What socks me these days is your tendency to prefix your sentences with, “Back when I was a little girl…” and you will then recall some trivial detail with absolute accuracy. For example, you remember what outfit you wore at last year’s party. You remember what shoes you wore on the airplane when we took a holiday eighteen months ago. I’m sure I’d be dazzled what your brain is capable or thinking, or comprehending at this stage in your life.

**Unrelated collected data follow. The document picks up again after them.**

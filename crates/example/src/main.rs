//! Compound demo host.
//!
//! Loads the demo components against a data folder, reports what loaded,
//! then unloads everything.
//!
//! # Usage
//!
//! ```bash
//! compound-demo [data_folder]
//! ```
//!
//! The data folder defaults to `COMPOUND_DATA_DIR`, then `./data`. Sample
//! configuration files are written into it if missing.

use compound_core::HostSettings;
use compound_system::prelude::*;
use example::{DemoComponents, Greeter, Theme, write_sample_config};
use std::path::PathBuf;

fn main() {
    let _ = dotenvy::dotenv();

    let mut settings = HostSettings::from_env().unwrap_or_else(|e| {
        eprintln!("Error: {e}");
        std::process::exit(1);
    });
    if let Some(folder) = std::env::args().nth(1) {
        settings.data_folder = PathBuf::from(folder);
    }
    settings.tracing().init();

    if let Err(e) = write_sample_config(&settings.data_folder) {
        eprintln!(
            "Error: cannot write sample config to {}: {e}",
            settings.data_folder.display()
        );
        std::process::exit(1);
    }

    let mut host = settings.build_host();
    let report = match host.enable(DemoComponents) {
        Ok(report) => report.clone(),
        Err(e) => {
            eprintln!("Error: {e}");
            std::process::exit(1);
        }
    };

    tracing::info!(
        loaded = ?report.loaded,
        failed = ?report.failed,
        passes = report.passes,
        "components enabled"
    );

    if let Some(registry) = host.registry() {
        for record in registry.records() {
            for reason in record.fail_reasons() {
                tracing::warn!(component = record.name(), %reason, "component unavailable");
            }
        }
        if let Some(greeter) = registry.try_get("greeter").and_then(|c| c.downcast_ref::<Greeter>()) {
            tracing::info!(message = %greeter.message, "greeter ready");
        }
        if let Some(theme) = registry.try_get("theme").and_then(|c| c.downcast_ref::<Theme>()) {
            tracing::info!(primary = ?theme.primary, accent = ?theme.accent, "theme ready");
        }
    }

    let teardown = host.disable();
    tracing::info!(unloaded = ?teardown.unloaded, failed = ?teardown.failed, "components disabled");
}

So it is with some regret that I have to agree with you when tell me solemnly that you are no longer a very little girl.
No, you’re not.
Four years old. Four years today since I survived possibly the most farcical (in a funny way) birth ever; a birth story which was actually published because it’s not everyday your nether regions are on display to a bunch of nosy window washers who can’t take a hint to MOVE ON! even when your midwife starts to sticky-tape the curtains to the walls to give you some privacy.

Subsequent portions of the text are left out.